To do:
Nothing but the lines below between the line holding "let root = resolve(&pool, math).await;" and the line holding "COUNT(*) FROM combined_groups", inclusive, should appear in the answer, each set down exactly.

Records shown:
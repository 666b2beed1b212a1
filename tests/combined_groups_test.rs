use std::sync::Arc;

use serde_json::json;
use sqlx::SqlitePool;
use sqlx::sqlite::SqlitePoolOptions;

use catalog_sync::catalog::StaticCatalogClient;
use catalog_sync::catalog::dto::RawClass;
use catalog_sync::db::{repository, schema};
use catalog_sync::semester::Semester;
use catalog_sync::services::ImportService;

async fn setup_pool() -> SqlitePool {
    let pool = SqlitePoolOptions::new()
        .max_connections(1)
        .connect("sqlite::memory:")
        .await
        .expect("Failed to create database");
    schema::init_database(&pool)
        .await
        .expect("Failed to create schema");
    pool
}

fn sem(code: &str) -> Semester {
    code.parse().expect("valid semester code")
}

/// A class whose single enroll group carries the given source class number.
/// Cross-listed offerings share that number, so two payloads built with the
/// same `class_nbr` end up with the same cross-listing key.
fn listed_class(subject: &str, number: &str, class_nbr: i64) -> RawClass {
    serde_json::from_value(json!({
        "subject": subject,
        "catalogNbr": number,
        "titleShort": "Probability",
        "titleLong": "Introduction to Probability",
        "enrollGroups": [{
            "unitsMinimum": 4.0,
            "unitsMaximum": 4.0,
            "gradingBasis": "GRD",
            "sessionCode": "1",
            "classSections": [{
                "ssrComponent": "LEC",
                "section": "001",
                "classNbr": class_nbr,
                "openStatus": "O",
                "meetings": []
            }]
        }]
    }))
    .expect("valid class payload")
}

async fn combined_id_for(pool: &SqlitePool, subject: &str) -> Option<i64> {
    sqlx::query_scalar(
        "SELECT eg.combined_group_id FROM enroll_groups eg
         JOIN courses c ON c.id = eg.course_id
         WHERE c.subject = ?",
    )
    .bind(subject)
    .fetch_one(pool)
    .await
    .expect("combined group lookup")
}

/// Follow merged_into redirects, as an external reference holder would.
async fn resolve(pool: &SqlitePool, mut id: i64) -> i64 {
    loop {
        let next: Option<i64> =
            sqlx::query_scalar("SELECT merged_into FROM combined_groups WHERE id = ?")
                .bind(id)
                .fetch_one(pool)
                .await
                .expect("group lookup");
        match next {
            Some(next) => id = next,
            None => return id,
        }
    }
}

#[tokio::test]
async fn cross_listing_converges_for_every_import_order() {
    let orders = [
        ["MATH", "CS", "INFO"],
        ["MATH", "INFO", "CS"],
        ["CS", "MATH", "INFO"],
        ["CS", "INFO", "MATH"],
        ["INFO", "MATH", "CS"],
        ["INFO", "CS", "MATH"],
    ];

    for order in orders {
        let pool = setup_pool().await;
        let client = Arc::new(
            StaticCatalogClient::new()
                .with_classes("SP26", "MATH", vec![listed_class("MATH", "4710", 9001)])
                .with_classes("SP26", "CS", vec![listed_class("CS", "4850", 9001)])
                .with_classes("SP26", "INFO", vec![listed_class("INFO", "4150", 9001)]),
        );
        let service = ImportService::new(pool.clone(), client);

        // Each subject arrives in its own run, resolver included, the way
        // the command surface drives it.
        for subject in order {
            service.import_subject(&sem("SP26"), subject).await.unwrap();
            service.resolve_combined_groups(&sem("SP26")).await.unwrap();
        }

        let math = combined_id_for(&pool, "MATH").await.expect("MATH grouped");
        let cs = combined_id_for(&pool, "CS").await.expect("CS grouped");
        let info = combined_id_for(&pool, "INFO").await.expect("INFO grouped");

        let root = resolve(&pool, math).await;
        assert_eq!(resolve(&pool, cs).await, root, "order {order:?}");
        assert_eq!(resolve(&pool, info).await, root, "order {order:?}");

        let live_roots: i64 = sqlx::query_scalar(
            "SELECT COUNT(*) FROM combined_groups WHERE merged_into IS NULL",
        )
        .fetch_one(&pool)
        .await
        .unwrap();
        assert_eq!(live_roots, 1, "order {order:?}");
    }
}

#[tokio::test]
async fn resolver_rerun_performs_no_writes() {
    let pool = setup_pool().await;
    let client = Arc::new(
        StaticCatalogClient::new()
            .with_classes("SP26", "MATH", vec![listed_class("MATH", "4710", 9001)])
            .with_classes("SP26", "CS", vec![listed_class("CS", "4850", 9001)]),
    );
    let service = ImportService::new(pool.clone(), client);

    service.import_subject(&sem("SP26"), "MATH").await.unwrap();
    service.import_subject(&sem("SP26"), "CS").await.unwrap();

    let first = service.resolve_combined_groups(&sem("SP26")).await.unwrap();
    assert_eq!(first.groups_created, 1);
    assert_eq!(first.memberships_assigned, 2);

    let before: Vec<(i64, String)> =
        sqlx::query_as("SELECT id, updated_at FROM enroll_groups ORDER BY id")
            .fetch_all(&pool)
            .await
            .unwrap();

    let second = service.resolve_combined_groups(&sem("SP26")).await.unwrap();
    assert!(second.is_noop());

    let after: Vec<(i64, String)> =
        sqlx::query_as("SELECT id, updated_at FROM enroll_groups ORDER BY id")
            .fetch_all(&pool)
            .await
            .unwrap();
    assert_eq!(before, after);
}

#[tokio::test]
async fn retroactive_merge_keeps_redirects_valid() {
    let pool = setup_pool().await;

    // X (MATH) and Y (CS) are cross-listed; Z (INFO) shares a group with Y
    // from an earlier discovery but is not itself in this semester's bucket.
    let client = Arc::new(
        StaticCatalogClient::new()
            .with_classes("SP26", "MATH", vec![listed_class("MATH", "4710", 1000)])
            .with_classes("SP26", "CS", vec![listed_class("CS", "4850", 1000)])
            .with_classes("SP26", "INFO", vec![listed_class("INFO", "4150", 2000)]),
    );
    let service = ImportService::new(pool.clone(), client);

    for subject in ["MATH", "CS", "INFO"] {
        service.import_subject(&sem("SP26"), subject).await.unwrap();
    }

    // Seed the prior state: G1={X}, G2={Y,Z}.
    let x = combined_eg_id(&pool, "MATH").await;
    let y = combined_eg_id(&pool, "CS").await;
    let z = combined_eg_id(&pool, "INFO").await;
    let mut conn = pool.acquire().await.unwrap();
    let g1 = repository::insert_combined_group(&mut conn, "FA25").await.unwrap();
    let g2 = repository::insert_combined_group(&mut conn, "FA25").await.unwrap();
    repository::update_enroll_group_combined(&mut conn, x, g1).await.unwrap();
    repository::update_enroll_group_combined(&mut conn, y, g2).await.unwrap();
    repository::update_enroll_group_combined(&mut conn, z, g2).await.unwrap();
    drop(conn);

    // The new semester reveals X and Y are the same class.
    let stats = service.resolve_combined_groups(&sem("SP26")).await.unwrap();
    assert_eq!(stats.groups_created, 0);
    assert_eq!(stats.groups_merged, 1);

    // One surviving group holds all three members; the absorbed group is a
    // permanent redirect, so old references to either group still resolve.
    let survivor = g1.min(g2);
    let absorbed = g1.max(g2);
    for eg in [x, y, z] {
        let current: Option<i64> =
            sqlx::query_scalar("SELECT combined_group_id FROM enroll_groups WHERE id = ?")
                .bind(eg)
                .fetch_one(&pool)
                .await
                .unwrap();
        assert_eq!(current, Some(survivor));
    }
    assert_eq!(resolve(&pool, absorbed).await, survivor);
    assert_eq!(resolve(&pool, survivor).await, survivor);

    // A second pass finds nothing left to do.
    let rerun = service.resolve_combined_groups(&sem("SP26")).await.unwrap();
    assert!(rerun.is_noop());
}

#[tokio::test]
async fn redirect_chains_compress_to_the_survivor() {
    let pool = setup_pool().await;
    let client = Arc::new(
        StaticCatalogClient::new()
            .with_classes("SP26", "MATH", vec![listed_class("MATH", "4710", 1000)])
            .with_classes("SP26", "CS", vec![listed_class("CS", "4850", 1000)]),
    );
    let service = ImportService::new(pool.clone(), client);

    service.import_subject(&sem("SP26"), "MATH").await.unwrap();
    service.import_subject(&sem("SP26"), "CS").await.unwrap();

    // Seed a two-hop redirect chain g3 -> g2 -> g1 left over from earlier
    // merges, with one member still holding the stale g3 reference.
    let math_eg = combined_eg_id(&pool, "MATH").await;
    let mut conn = pool.acquire().await.unwrap();
    let g1 = repository::insert_combined_group(&mut conn, "FA25").await.unwrap();
    let g2 = repository::insert_combined_group(&mut conn, "FA25").await.unwrap();
    let g3 = repository::insert_combined_group(&mut conn, "FA25").await.unwrap();
    repository::mark_group_merged(&mut conn, g2, g1).await.unwrap();
    repository::mark_group_merged(&mut conn, g3, g2).await.unwrap();
    repository::update_enroll_group_combined(&mut conn, math_eg, g3).await.unwrap();
    drop(conn);

    service.resolve_combined_groups(&sem("SP26")).await.unwrap();

    // Both members now point directly at the root and the stale chain link
    // has been compressed onto it.
    for subject in ["MATH", "CS"] {
        assert_eq!(combined_id_for(&pool, subject).await, Some(g1));
    }
    let g3_redirect: Option<i64> =
        sqlx::query_scalar("SELECT merged_into FROM combined_groups WHERE id = ?")
            .bind(g3)
            .fetch_one(&pool)
            .await
            .unwrap();
    assert_eq!(g3_redirect, Some(g1));
}

async fn combined_eg_id(pool: &SqlitePool, subject: &str) -> i64 {
    sqlx::query_scalar(
        "SELECT eg.id FROM enroll_groups eg
         JOIN courses c ON c.id = eg.course_id
         WHERE c.subject = ?",
    )
    .bind(subject)
    .fetch_one(pool)
    .await
    .expect("enroll group lookup")
}
use std::sync::Arc;

use serde_json::json;
use sqlx::SqlitePool;
use sqlx::sqlite::SqlitePoolOptions;

use catalog_sync::catalog::StaticCatalogClient;
use catalog_sync::catalog::dto::RawClass;
use catalog_sync::db::schema;
use catalog_sync::semester::Semester;
use catalog_sync::services::ImportService;

async fn setup_pool() -> SqlitePool {
    let pool = SqlitePoolOptions::new()
        .max_connections(1)
        .connect("sqlite::memory:")
        .await
        .expect("Failed to create database");
    schema::init_database(&pool)
        .await
        .expect("Failed to create schema");
    pool
}

fn sem(code: &str) -> Semester {
    code.parse().expect("valid semester code")
}

fn class_payload(
    subject: &str,
    number: &str,
    title: &str,
    class_nbr: i64,
    open_status: &str,
) -> RawClass {
    serde_json::from_value(json!({
        "subject": subject,
        "catalogNbr": number,
        "titleShort": title,
        "titleLong": title,
        "description": format!("{title} in depth."),
        "enrollGroups": [{
            "unitsMinimum": 4.0,
            "unitsMaximum": 4.0,
            "gradingBasis": "GRD",
            "sessionCode": "1",
            "classSections": [{
                "ssrComponent": "LEC",
                "section": "001",
                "classNbr": class_nbr,
                "openStatus": open_status,
                "meetings": [{
                    "pattern": "TR",
                    "timeStart": "09:05AM",
                    "timeEnd": "09:55AM",
                    "facilityDescr": "Baker Hall 200",
                    "instructors": [{
                        "netid": "al226",
                        "firstName": "Ada",
                        "lastName": "Lovelace",
                        "instrAssignSeq": 1
                    }]
                }]
            }]
        }]
    }))
    .expect("valid class payload")
}

async fn count(pool: &SqlitePool, table: &str) -> i64 {
    sqlx::query_scalar::<_, i64>(&format!("SELECT COUNT(*) FROM {table}"))
        .fetch_one(pool)
        .await
        .expect("count query")
}

#[tokio::test]
async fn reimport_is_idempotent() {
    let pool = setup_pool().await;
    let client = Arc::new(StaticCatalogClient::new().with_classes(
        "SP26",
        "MATH",
        vec![class_payload("MATH", "1110", "Calculus I", 10001, "O")],
    ));
    let service = ImportService::new(pool.clone(), client);

    let first = service.import_subject(&sem("SP26"), "MATH").await.unwrap();
    assert_eq!(first.courses_created, 1);
    assert_eq!(first.enroll_groups_created, 1);
    assert_eq!(first.sections_created, 1);
    assert_eq!(first.meetings_added, 1);
    assert_eq!(first.instructors_linked, 1);

    let second = service.import_subject(&sem("SP26"), "MATH").await.unwrap();
    assert_eq!(second.courses_created, 0);
    assert_eq!(second.courses_updated, 0);
    assert_eq!(second.enroll_groups_created, 0);
    assert_eq!(second.enroll_groups_matched, 1);
    assert_eq!(second.sections_created, 0);
    assert_eq!(second.sections_updated, 0);
    assert_eq!(second.meetings_added, 0);
    assert_eq!(second.instructors_linked, 0);

    assert_eq!(count(&pool, "courses").await, 1);
    assert_eq!(count(&pool, "enroll_groups").await, 1);
    assert_eq!(count(&pool, "class_sections").await, 1);
    assert_eq!(count(&pool, "meetings").await, 1);
    assert_eq!(count(&pool, "instructors").await, 1);
    assert_eq!(count(&pool, "meeting_instructors").await, 1);

    let title: String = sqlx::query_scalar("SELECT title FROM courses WHERE course_number = '1110'")
        .fetch_one(&pool)
        .await
        .unwrap();
    assert_eq!(title, "Calculus I");
}

#[tokio::test]
async fn historical_import_preserves_current_snapshot() {
    let pool = setup_pool().await;
    let client = Arc::new(
        StaticCatalogClient::new()
            .with_classes(
                "SP26",
                "MATH",
                vec![class_payload("MATH", "1110", "Modern Title", 10001, "O")],
            )
            .with_classes("FA25", "MATH", {
                // Same course a semester earlier, with an older title, a
                // closed section and a different meeting time.
                let mut class = class_payload("MATH", "1110", "Old Title", 20002, "C");
                class.enroll_groups[0].class_sections[0].meetings[0].time_start =
                    Some("10:10AM".to_string());
                vec![class]
            }),
    );
    let service = ImportService::new(pool.clone(), client);

    service.import_subject(&sem("SP26"), "MATH").await.unwrap();
    let backfill = service.import_subject(&sem("FA25"), "MATH").await.unwrap();

    assert_eq!(backfill.courses_created, 0);
    assert_eq!(backfill.courses_updated, 0);
    assert_eq!(backfill.courses_skipped_historical, 1);
    assert_eq!(backfill.enroll_groups_created, 1);

    let (title, last_offered, last_year): (String, String, i64) = sqlx::query_as(
        "SELECT title, last_offered_semester, last_offered_year FROM courses
         WHERE subject = 'MATH' AND course_number = '1110'",
    )
    .fetch_one(&pool)
    .await
    .unwrap();
    assert_eq!(title, "Modern Title");
    assert_eq!(last_offered, "SP26");
    assert_eq!(last_year, 2026);

    // The newer semester's rows are untouched; the backfill landed as its
    // own rows for FA25.
    assert_eq!(count(&pool, "enroll_groups").await, 2);
    let sp26_status: String = sqlx::query_scalar(
        "SELECT open_status FROM enroll_groups WHERE semester = 'SP26'",
    )
    .fetch_one(&pool)
    .await
    .unwrap();
    assert_eq!(sp26_status, "OPEN");

    let fa25_status: String = sqlx::query_scalar(
        "SELECT open_status FROM enroll_groups WHERE semester = 'FA25'",
    )
    .fetch_one(&pool)
    .await
    .unwrap();
    assert_eq!(fa25_status, "CLOSED");

    assert_eq!(count(&pool, "meetings").await, 2);
}

#[tokio::test]
async fn same_semester_reimport_refreshes_open_status() {
    let pool = setup_pool().await;
    let client = Arc::new(StaticCatalogClient::new().with_classes(
        "SP26",
        "MATH",
        vec![class_payload("MATH", "1110", "Calculus I", 10001, "O")],
    ));
    let service = ImportService::new(pool.clone(), client);
    service.import_subject(&sem("SP26"), "MATH").await.unwrap();

    // The section filled up and its meeting moved rooms.
    let mut refreshed = class_payload("MATH", "1110", "Calculus I", 10001, "C");
    refreshed.enroll_groups[0].class_sections[0].meetings[0].facility_descr =
        Some("Malott Hall 251".to_string());
    let client = Arc::new(StaticCatalogClient::new().with_classes("SP26", "MATH", vec![refreshed]));
    let service = ImportService::new(pool.clone(), client);

    let stats = service.import_subject(&sem("SP26"), "MATH").await.unwrap();
    assert_eq!(stats.sections_updated, 1);
    assert_eq!(stats.meetings_added, 1);

    let status: String = sqlx::query_scalar("SELECT open_status FROM class_sections")
        .fetch_one(&pool)
        .await
        .unwrap();
    assert_eq!(status, "CLOSED");

    // Meetings are an append-only set: the old room assignment stays.
    assert_eq!(count(&pool, "meetings").await, 2);
}

#[tokio::test]
async fn conflicting_identity_is_skipped() {
    let pool = setup_pool().await;

    // Two records in the same batch claim (MATH, SP26, group 001) with
    // different section identities.
    let client = Arc::new(StaticCatalogClient::new().with_classes(
        "SP26",
        "MATH",
        vec![
            class_payload("MATH", "1110", "Calculus I", 10001, "O"),
            class_payload("MATH", "1110", "Calculus I", 99999, "O"),
        ],
    ));
    let service = ImportService::new(pool.clone(), client);

    let stats = service.import_subject(&sem("SP26"), "MATH").await.unwrap();
    assert_eq!(stats.identity_conflicts, 1);
    assert_eq!(stats.enroll_groups_created, 1);

    // The first claim wins; the conflicting record changed nothing.
    assert_eq!(count(&pool, "enroll_groups").await, 1);
    let class_nbr: i64 = sqlx::query_scalar("SELECT class_nbr FROM class_sections")
        .fetch_one(&pool)
        .await
        .unwrap();
    assert_eq!(class_nbr, 10001);
}

#[tokio::test]
async fn instructors_are_shared_across_courses() {
    let pool = setup_pool().await;

    let mut anonymous = class_payload("MATH", "2210", "Linear Algebra", 10002, "O");
    anonymous.enroll_groups[0].class_sections[0].meetings[0].instructors =
        serde_json::from_value(json!([
            { "firstName": "Grace", "lastName": "Hopper" }
        ]))
        .unwrap();
    let mut anonymous_again = class_payload("MATH", "2930", "Differential Equations", 10003, "O");
    anonymous_again.enroll_groups[0].class_sections[0].meetings[0].instructors =
        serde_json::from_value(json!([
            { "firstName": "grace", "lastName": "hopper" }
        ]))
        .unwrap();

    let client = Arc::new(StaticCatalogClient::new().with_classes(
        "SP26",
        "MATH",
        vec![
            class_payload("MATH", "1110", "Calculus I", 10001, "O"),
            class_payload("MATH", "1120", "Calculus II", 10004, "O"),
            anonymous,
            anonymous_again,
        ],
    ));
    let service = ImportService::new(pool.clone(), client);
    service.import_subject(&sem("SP26"), "MATH").await.unwrap();

    // "al226" appears in two courses but is one row; the netid-less
    // instructor is matched by normalized name across both of hers.
    assert_eq!(count(&pool, "instructors").await, 2);
    assert_eq!(count(&pool, "meeting_instructors").await, 4);

    let netid_less: i64 = sqlx::query_scalar(
        "SELECT COUNT(*) FROM instructors WHERE netid IS NULL AND normalized_name = 'grace hopper'",
    )
    .fetch_one(&pool)
    .await
    .unwrap();
    assert_eq!(netid_less, 1);
}

#[tokio::test]
async fn empty_fetch_imports_nothing() {
    let pool = setup_pool().await;
    let client = Arc::new(StaticCatalogClient::new());
    let service = ImportService::new(pool.clone(), client);

    let stats = service.import_subject(&sem("SP26"), "MATH").await.unwrap();
    assert_eq!(stats.courses_created, 0);
    assert_eq!(count(&pool, "courses").await, 0);
}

Result below:
        let root = resolve(&pool, math).await;
        assert_eq!(resolve(&pool, cs).await, root, "order {order:?}");
        assert_eq!(resolve(&pool, info).await, root, "order {order:?}");

        let live_roots: i64 = sqlx::query_scalar(
            "SELECT COUNT(*) FROM combined_groups WHERE merged_into IS NULL",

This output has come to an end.